Connecting Housing and Health
The Center on Urban Poverty and Community Development (the Poverty Center) is one of a collaboration of partners working towards improving community health in Cleveland and Cuyahoga County. The Cleveland Healthy Homes Data Collaborative (the collaborative) is a response to the national BUILD Health Challenge second round of grant making. Led by Environmental Health Watch, the collaborative will improve the accessibility of information about important healthy home factors that families need to make healthy housing decisions. Other partners in the collaborative include the MetroHealth Hospital System, University Hospitals Rainbow Babies & Children’s Hospital, the Cleveland Department of Public Health, the City of Cleveland Department of Building and Housing, Digital C, and Global Health Metrics. The Poverty Center adds a powerful integrated housing data system to the collaborative initiative.

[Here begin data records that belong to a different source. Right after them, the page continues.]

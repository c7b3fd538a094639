//! A hosted 32-bit FORTH virtual machine.
//!
//! The machine owns two byte arenas: a data space holding the dictionary,
//! the system variables and the data stack, and a separate return stack.
//! Words are either primitives, dispatched through a dense opcode
//! enumeration, or compound definitions threaded through code-field
//! addresses and executed by `DOCOL`/`EXIT`. The outer interpreter reads
//! whitespace-delimited words from the host input, looks them up, and
//! executes or compiles them; everything beyond the kernel is loaded as
//! FORTH source ahead of user input.
//!
//! ```no_run
//! use forth32::{Config, VM};
//!
//! let mut vm = VM::new(Config::default());
//! vm.run().unwrap();
//! ```

pub mod core;
pub mod dict;
pub mod exception;
pub mod interp;
pub mod io;
pub mod memory;
pub mod opcode;
pub mod parser;
pub mod tools;
pub mod vm;

pub use crate::core::{Core, Result};
pub use crate::dict::Dict;
pub use crate::exception::Exception;
pub use crate::interp::Interp;
pub use crate::io::{BufferIo, Io, StdIo};
pub use crate::opcode::Op;
pub use crate::tools::{Snapshot, Tools};
pub use crate::vm::{Config, Registers, VM};

/// A FORTH cell: all stack items, dictionary fields and addresses are
/// 32-bit signed integers.
pub type Cell = i32;

/// Value pushed by the `VERSION` word.
pub const VERSION: Cell = 47;
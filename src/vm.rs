//! The concrete virtual machine.

use log::debug;

use crate::core::{Core, ForwardReferences, Result};
use crate::dict::Dict;
use crate::interp::Interp;
use crate::io::{Io, StdIo};
use crate::memory::{
    DataSpace, Memory, ReturnStack, ADDR_BASE, ADDR_HERE, ADDR_LATEST, ADDR_S0, ADDR_STATE, CELL,
    DICTIONARY_START,
};
use crate::tools::Tools;
use crate::Cell;

/// Construction options.
#[derive(Debug, Clone, Copy)]
pub struct Config {
    /// Data-space size in bytes; at most the positive range of a cell.
    pub data_size: usize,
    /// Return-stack size in bytes.
    pub return_stack_size: usize,
    /// Emit one diagnostic line per dispatched opcode and lifecycle
    /// event through the `log` facade.
    pub trace: bool,
}

impl Default for Config {
    fn default() -> Config {
        Config {
            data_size: 65536,
            return_stack_size: 4096,
            trace: false,
        }
    }
}

/// The machine registers. SP and RSP grow downward; all three are byte
/// indices into their arenas.
pub struct Registers {
    pub sp: usize,
    pub rsp: usize,
    pub ip: usize,
}

/// A FORTH virtual machine bound to a host I/O implementation.
pub struct VM<I: Io> {
    data_space: DataSpace,
    return_stack: ReturnStack,
    regs: Registers,
    io: I,
    references: ForwardReferences,
    tkn: Vec<u8>,
    tracing: bool,
}

impl VM<StdIo> {
    /// A machine reading stdin and writing stdout.
    pub fn new(config: Config) -> VM<StdIo> {
        VM::with_io(config, StdIo::new())
    }
}

impl<I: Io> VM<I> {
    /// A machine bound to the given host I/O.
    pub fn with_io(config: Config, io: I) -> VM<I> {
        assert!(
            config.data_size % CELL == 0
                && config.data_size >= 4096
                && config.data_size <= i32::MAX as usize,
            "Invalid data-space size"
        );
        assert!(
            config.return_stack_size % CELL == 0 && config.return_stack_size >= 64,
            "Invalid return-stack size"
        );
        let mut vm = VM {
            data_space: DataSpace::new(config.data_size),
            return_stack: ReturnStack::new(config.return_stack_size),
            regs: Registers {
                sp: config.data_size,
                rsp: config.return_stack_size,
                ip: 0,
            },
            io,
            references: ForwardReferences::new(),
            tkn: Vec::with_capacity(32),
            tracing: config.trace,
        };
        vm.init_variables()
            .and_then(|_| vm.add_core())
            .expect("dictionary bootstrap failed");
        if vm.tracing {
            debug!(
                "machine up: {} bytes data space, {} bytes return stack, HERE {}",
                config.data_size,
                config.return_stack_size,
                vm.here().expect("HERE initialized"),
            );
        }
        vm
    }

    fn init_variables(&mut self) -> Result {
        let top = self.data_space.len() as Cell;
        self.data_space.put_i32(ADDR_S0, top)?;
        self.data_space.put_i32(ADDR_STATE, 0)?;
        self.data_space.put_i32(ADDR_BASE, 10)?;
        self.data_space.put_i32(ADDR_LATEST, 0)?;
        self.data_space.put_i32(ADDR_HERE, DICTIONARY_START as Cell)
    }

    /// Run the top-level QUIT loop until the session ends. `BYE` and end
    /// of input are normal termination; everything else is an abort and
    /// comes back as the error.
    pub fn run(&mut self) -> Result {
        let quit = self.references.cfa_quit;
        match self.execute_cfa(quit) {
            Err(e) if e.is_normal_termination() => {
                if self.tracing {
                    debug!("session ended: {}", e);
                }
                Ok(())
            }
            Err(e) => Err(e),
            Ok(()) => Ok(()),
        }
    }

    /// The most recently interpreted word, for diagnostics.
    pub fn last_token_string(&self) -> String {
        String::from_utf8_lossy(&self.tkn).into_owned()
    }

    pub fn io_ref(&self) -> &I {
        &self.io
    }

    pub fn io_mut(&mut self) -> &mut I {
        &mut self.io
    }
}

impl<I: Io> Core for VM<I> {
    fn data_space(&mut self) -> &mut DataSpace {
        &mut self.data_space
    }
    fn data_space_const(&self) -> &DataSpace {
        &self.data_space
    }
    fn return_stack(&mut self) -> &mut ReturnStack {
        &mut self.return_stack
    }
    fn return_stack_const(&self) -> &ReturnStack {
        &self.return_stack
    }
    fn regs(&mut self) -> &mut Registers {
        &mut self.regs
    }
    fn regs_const(&self) -> &Registers {
        &self.regs
    }
    fn io(&mut self) -> &mut dyn Io {
        &mut self.io
    }
    fn references(&self) -> &ForwardReferences {
        &self.references
    }
    fn references_mut(&mut self) -> &mut ForwardReferences {
        &mut self.references
    }
    fn last_token(&mut self) -> &mut Vec<u8> {
        &mut self.tkn
    }
    fn tracing(&self) -> bool {
        self.tracing
    }
}

impl<I: Io> Dict for VM<I> {}
impl<I: Io> Interp for VM<I> {}
impl<I: Io> Tools for VM<I> {}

Since it’s founding in 1988, the Poverty Center has conducted rigorous research and developed data-driven tools to aid Northeastern Ohio communities in addressing urban poverty, its causes, and its impact on communities and their residents. The Poverty Center’s involvement in the BUILD initiative stems partly around the Neighborhood Stabilization Team Web App, or NST, a property data tool providing housing and property information at the parcel level to community development agencies and government entities in Cuyahoga County. Initially built and launched in 2010 to help target foreclosure prevention in Cleveland neighborhoods, the involvement in BUILD represents a unique shift for the NST data tool.
“The value of NST lies not exclusively within the tool itself, but within the power of regularly accessing and linking data, and making it available to decision-makers,” stated Poverty Center founder and co-director, Claudia J. Coulton, PhD. “Because this work is at the backbone of NST, we’re able to flexibly respond to other community data needs, like the BUILD initiative.”

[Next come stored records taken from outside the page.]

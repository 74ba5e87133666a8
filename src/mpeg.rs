use std::{
    collections::BTreeMap,
    path::{Path, PathBuf},
};

use id3::{
    frame::{Comment, Content, ExtendedText},
    Frame, TagLike,
};

use crate::{
    format::{ContainerKind, FileType},
    handle::{self, AudioProperties, HandleError, TagFile},
    property::PropertyMap,
    resolver::ContainerSet,
};

// ID3v2 text frames with a generic key. The first frame listed for a key is
// the one written.
static ID3V2_TEXT_FRAMES: [(&str, &str); 18] = [
    ("TPE1", "ARTIST"),
    ("TALB", "ALBUM"),
    ("TIT2", "TITLE"),
    ("TRCK", "TRACKNUMBER"),
    ("TDRC", "DATE"),
    ("TYER", "DATE"),
    ("TCON", "GENRE"),
    ("TCOM", "COMPOSER"),
    ("TPE3", "CONDUCTOR"),
    ("TPE2", "ALBUMARTIST"),
    ("TPUB", "LABEL"),
    ("TPOS", "DISCNUMBER"),
    ("TCOP", "COPYRIGHT"),
    ("TENC", "ENCODEDBY"),
    ("TSRC", "ISRC"),
    ("TEXT", "LYRICIST"),
    ("TPE4", "REMIXER"),
    ("TIT3", "SUBTITLE"),
];

static MUSICBRAINZ_DESCRIPTIONS: [(&str, &str); 4] = [
    ("MusicBrainz Album Id", "MUSICBRAINZ_ALBUMID"),
    ("MusicBrainz Artist Id", "MUSICBRAINZ_ARTISTID"),
    ("MusicBrainz Release Track Id", "MUSICBRAINZ_TRACKID"),
    ("MusicBrainz Album Artist Id", "MUSICBRAINZ_ALBUMARTISTID"),
];

static APE_KEYS: [(&str, &str); 3] = [
    ("TRACK", "TRACKNUMBER"),
    ("YEAR", "DATE"),
    ("ALBUM ARTIST", "ALBUMARTIST"),
];

pub static ID3V1_KEYS: [&str; 7] = [
    "TITLE",
    "ARTIST",
    "ALBUM",
    "DATE",
    "COMMENT",
    "TRACKNUMBER",
    "GENRE",
];

const SEPARATOR: char = '\0';

fn text_frame_key(id: &str) -> Option<&'static str> {
    ID3V2_TEXT_FRAMES
        .iter()
        .find(|(frame, _)| *frame == id)
        .map(|(_, key)| *key)
}

fn text_frame_id(key: &str) -> Option<&'static str> {
    ID3V2_TEXT_FRAMES
        .iter()
        .find(|(_, k)| *k == key)
        .map(|(frame, _)| *frame)
}

fn txxx_key(description: &str) -> String {
    MUSICBRAINZ_DESCRIPTIONS
        .iter()
        .find(|(desc, _)| desc.eq_ignore_ascii_case(description))
        .map_or_else(|| description.to_ascii_uppercase(), |(_, key)| (*key).to_owned())
}

fn txxx_description(key: &str) -> String {
    MUSICBRAINZ_DESCRIPTIONS
        .iter()
        .find(|(_, k)| *k == key)
        .map_or_else(|| key.to_owned(), |(desc, _)| (*desc).to_owned())
}

fn ape_to_generic(key: &str) -> String {
    let upper = key.to_ascii_uppercase();
    APE_KEYS
        .iter()
        .find(|(ape, _)| *ape == upper)
        .map_or(upper, |(_, generic)| (*generic).to_owned())
}

fn generic_to_ape(key: &str) -> &str {
    APE_KEYS
        .iter()
        .find(|(_, generic)| *generic == key)
        .map_or(key, |(ape, _)| *ape)
}

fn is_mapped_frame(frame: &Frame) -> bool {
    match frame.content() {
        Content::Text(_) => text_frame_key(frame.id()).is_some(),
        Content::ExtendedText(_) => true,
        Content::Comment(comment) => comment.description.is_empty(),
        _ => false,
    }
}

fn id3v2_properties(tag: &id3::Tag) -> PropertyMap {
    let mut props = PropertyMap::new();
    for frame in tag.frames() {
        let result = match (frame.content(), text_frame_key(frame.id())) {
            (Content::Text(text), Some(key)) => text
                .split(SEPARATOR)
                .try_for_each(|value| props.append(key, value)),
            (Content::ExtendedText(ExtendedText { description, value }), _) => {
                let key = txxx_key(description);
                value
                    .split(SEPARATOR)
                    .try_for_each(|value| props.append(&key, value))
            }
            (Content::Comment(comment), _) if comment.description.is_empty() => {
                props.append("COMMENT", comment.text.as_str())
            }
            _ => {
                props.add_unsupported(frame.id());
                Ok(())
            }
        };
        if let Err(err) = result {
            log::debug!("unreadable id3v2 frame {}: {err}", frame.id());
            props.add_unsupported(frame.id());
        }
    }
    props
}

fn id3v2_frames(props: &PropertyMap) -> Vec<Frame> {
    let mut frames = vec![];
    for (key, values) in props.iter() {
        let joined = values.join(&SEPARATOR.to_string());
        if key == "COMMENT" {
            frames.push(Frame::with_content(
                "COMM",
                Content::Comment(Comment {
                    lang: "eng".to_owned(),
                    description: String::new(),
                    text: joined,
                }),
            ));
        } else if let Some(id) = text_frame_id(key) {
            frames.push(Frame::text(id, joined));
        } else {
            frames.push(Frame::with_content(
                "TXXX",
                Content::ExtendedText(ExtendedText {
                    description: txxx_description(key),
                    value: joined,
                }),
            ));
        }
    }
    frames
}

fn ape_properties(tag: &ape::Tag) -> PropertyMap {
    let mut props = PropertyMap::new();
    for item in tag.iter() {
        match &item.value {
            ape::ItemValue::Text(text) => {
                let key = ape_to_generic(&item.key);
                for value in text.split(SEPARATOR) {
                    if let Err(err) = props.append(&key, value) {
                        log::debug!("unreadable ape item {}: {err}", item.key);
                    }
                }
            }
            _ => props.add_unsupported(item.key.as_str()),
        }
    }
    props
}

fn id3v1_properties(tag: &id3::v1::Tag) -> PropertyMap {
    let mut props = PropertyMap::restricted(&ID3V1_KEYS);
    let fields = [
        ("TITLE", tag.title.trim()),
        ("ARTIST", tag.artist.trim()),
        ("ALBUM", tag.album.trim()),
        ("DATE", tag.year.trim()),
        ("COMMENT", tag.comment.trim()),
    ];
    for (key, value) in fields {
        if !value.is_empty() {
            let _ = props.append(key, value);
        }
    }
    if let Some(track) = tag.track {
        let _ = props.append("TRACKNUMBER", track.to_string());
    }
    if let Some(genre) = tag.genre() {
        let _ = props.append("GENRE", genre);
    }
    props
}

fn read_id3v2(path: &Path) -> Result<Option<id3::Tag>, HandleError> {
    match id3::Tag::read_from_path(path) {
        Ok(tag) => Ok(Some(tag)),
        Err(id3::Error {
            kind: id3::ErrorKind::NoTag,
            ..
        }) => Ok(None),
        Err(err) => Err(err.into()),
    }
}

fn read_ape(path: &Path) -> Result<Option<ape::Tag>, HandleError> {
    match ape::read_from_path(path) {
        Ok(tag) => Ok(Some(tag)),
        Err(ape::Error::TagNotFound) => Ok(None),
        Err(err) => Err(err.into()),
    }
}

fn read_id3v1(path: &Path) -> Result<Option<id3::v1::Tag>, HandleError> {
    match id3::v1::Tag::read_from_path(path) {
        Ok(tag) => Ok(Some(tag)),
        Err(id3::Error {
            kind: id3::ErrorKind::NoTag,
            ..
        }) => Ok(None),
        Err(err) => Err(err.into()),
    }
}

/// An MP3 file with up to three competing tag containers.
pub struct MpegFile {
    path: PathBuf,
    read_only: bool,
    id3v2: Option<id3::Tag>,
    ape: Option<ape::Tag>,
    id3v1: Option<id3::v1::Tag>,
    properties: BTreeMap<ContainerKind, PropertyMap>,
    discard_unsupported: ContainerSet,
    audio: Option<AudioProperties>,
}
impl MpegFile {
    pub fn open(path: &Path) -> Result<Self, HandleError> {
        let id3v2 = read_id3v2(path)?;
        let ape = read_ape(path)?;
        let id3v1 = read_id3v1(path)?;
        let mut properties = BTreeMap::new();
        if let Some(tag) = &id3v2 {
            properties.insert(ContainerKind::Id3v2, id3v2_properties(tag));
        }
        if let Some(tag) = &ape {
            properties.insert(ContainerKind::Apetag, ape_properties(tag));
        }
        if let Some(tag) = &id3v1 {
            properties.insert(ContainerKind::Id3v1, id3v1_properties(tag));
        }
        Ok(Self {
            path: path.to_owned(),
            read_only: handle::is_read_only(path),
            id3v2,
            ape,
            id3v1,
            properties,
            discard_unsupported: ContainerSet::new(),
            audio: handle::read_audio_properties(path),
        })
    }

    fn save_id3v2(&mut self) -> Result<(), HandleError> {
        let props = self
            .properties
            .get(&ContainerKind::Id3v2)
            .cloned()
            .unwrap_or_default();
        let discard = self.discard_unsupported.contains(&ContainerKind::Id3v2);
        let mut tag = id3::Tag::new();
        if let Some(old) = &self.id3v2 {
            if !discard {
                for frame in old.frames().filter(|x| !is_mapped_frame(x)) {
                    tag.add_frame(frame.clone());
                }
            }
        }
        for frame in id3v2_frames(&props) {
            tag.add_frame(frame);
        }
        tag.write_to_path(&self.path, id3::Version::Id3v24)?;
        self.id3v2 = Some(tag);
        Ok(())
    }

    fn save_ape(&mut self) -> Result<(), HandleError> {
        let props = self
            .properties
            .get(&ContainerKind::Apetag)
            .cloned()
            .unwrap_or_default();
        let discard = self.discard_unsupported.contains(&ContainerKind::Apetag);
        let mut tag = self.ape.take().unwrap_or_else(ape::Tag::new);
        let stale: Vec<String> = tag
            .iter()
            .filter(|item| discard || matches!(item.value, ape::ItemValue::Text(_)))
            .map(|item| item.key.clone())
            .collect();
        for key in stale {
            tag.remove_items(&key);
        }
        for (key, values) in props.iter() {
            let item =
                ape::Item::from_text(generic_to_ape(key), values.join(&SEPARATOR.to_string()))?;
            tag.set_item(item);
        }
        ape::write_to_path(&tag, &self.path)?;
        self.ape = Some(tag);
        Ok(())
    }
}

impl TagFile for MpegFile {
    fn file_type(&self) -> FileType {
        FileType::Mp3
    }
    fn has_container(&self, kind: ContainerKind) -> bool {
        match kind {
            ContainerKind::Id3v2 => self.id3v2.is_some(),
            ContainerKind::Apetag => self.ape.is_some(),
            ContainerKind::Id3v1 => self.id3v1.is_some(),
            ContainerKind::None | ContainerKind::Invalid => false,
        }
    }
    fn has_content(&self, kind: ContainerKind) -> bool {
        self.has_container(kind) && self.properties.get(&kind).is_some_and(|x| !x.is_empty())
    }
    fn properties_for(&self, kind: ContainerKind) -> PropertyMap {
        match self.properties.get(&kind) {
            Some(props) => props.clone(),
            None if kind == ContainerKind::Id3v1 => PropertyMap::restricted(&ID3V1_KEYS),
            None => PropertyMap::new(),
        }
    }
    fn set_properties_for(&mut self, kind: ContainerKind, properties: PropertyMap) {
        if kind.is_concrete() {
            self.properties.insert(kind, properties);
        }
    }
    fn remove_unsupported(&mut self, kind: ContainerKind) {
        self.discard_unsupported.insert(kind);
    }
    fn save(
        &mut self,
        containers: &ContainerSet,
        create_missing: bool,
    ) -> Result<(), HandleError> {
        let mut first_error = None;
        for kind in containers {
            if !self.has_container(*kind) && !create_missing {
                log::debug!("{} has no {kind} tag, not creating one", self.path.display());
                continue;
            }
            let result = match kind {
                ContainerKind::Id3v2 => self.save_id3v2(),
                ContainerKind::Apetag => self.save_ape(),
                other => Err(HandleError::UnsupportedOperation(*other)),
            };
            if let Err(err) = result {
                log::debug!("saving {kind} to {} failed: {err}", self.path.display());
                first_error.get_or_insert(err);
            }
        }
        first_error.map_or(Ok(()), Err)
    }
    fn strip(&mut self, containers: &ContainerSet) -> Result<(), HandleError> {
        for kind in containers {
            if !self.has_container(*kind) {
                continue;
            }
            match kind {
                ContainerKind::Id3v2 => {
                    id3::Tag::remove_from_path(&self.path)?;
                    self.id3v2 = None;
                }
                ContainerKind::Apetag => {
                    ape::remove_from_path(&self.path)?;
                    self.ape = None;
                }
                ContainerKind::Id3v1 => {
                    id3::v1::Tag::remove_from_path(&self.path)?;
                    self.id3v1 = None;
                }
                ContainerKind::None | ContainerKind::Invalid => continue,
            }
            self.properties.remove(kind);
        }
        Ok(())
    }
    fn is_read_only(&self) -> bool {
        self.read_only
    }
    fn present_containers(&self) -> ContainerSet {
        [
            ContainerKind::Id3v2,
            ContainerKind::Apetag,
            ContainerKind::Id3v1,
        ]
        .into_iter()
        .filter(|x| self.has_container(*x))
        .collect()
    }
    fn audio_properties(&self) -> Option<AudioProperties> {
        self.audio
    }
}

Locally, the work of the collaborative is also in response to problems in the City of Cleveland addressing the lead crisis with existing public and private resources, as documented by local media.
Funded by the Robert Wood Johnson Foundation and the Kresge Foundation, the BUILD Health Challenge seeks to improve communities that are impacted by the social determinants of health. The initiative brings a philosophy that solutions to community problems must be bold, deal with problems upstream, integrated, local, and data-driven (BUILD). The BUILD Health Challenge has a strong focus on partnerships, striving to make improvements within community health.